━━━ DATA PROVIDED

//! Progress helpers using indicatif

use indicatif::{ProgressBar, ProgressStyle};

/// Create a spinner for indeterminate progress
pub fn create_spinner(message: &str) -> ProgressBar {
    let pb = ProgressBar::new_spinner();
    pb.set_style(
        ProgressStyle::default_spinner()
            .template("{spinner:.cyan} {msg}")
            .unwrap()
            .tick_chars("⠋⠙⠹⠸⠼⠴⠦⠧⠇⠏"),
    );
    pb.set_message(message.to_string());
    pb.enable_steady_tick(std::time::Duration::from_millis(100));
    pb
}

/// Finish a progress bar with a success message
pub fn finish_with_success(pb: &ProgressBar, message: &str) {
    pb.finish_with_message(format!("✅ {}", message));
}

━━━━━━

▶ **WHAT TO PRODUCE**:
Read the data above. Pull out each line in which the string "indicatif" appears.

▶ **SOLUTION TO THE PROBLEM**:
//! Progress helpers using indicatif
use indicatif::{ProgressBar, ProgressStyle};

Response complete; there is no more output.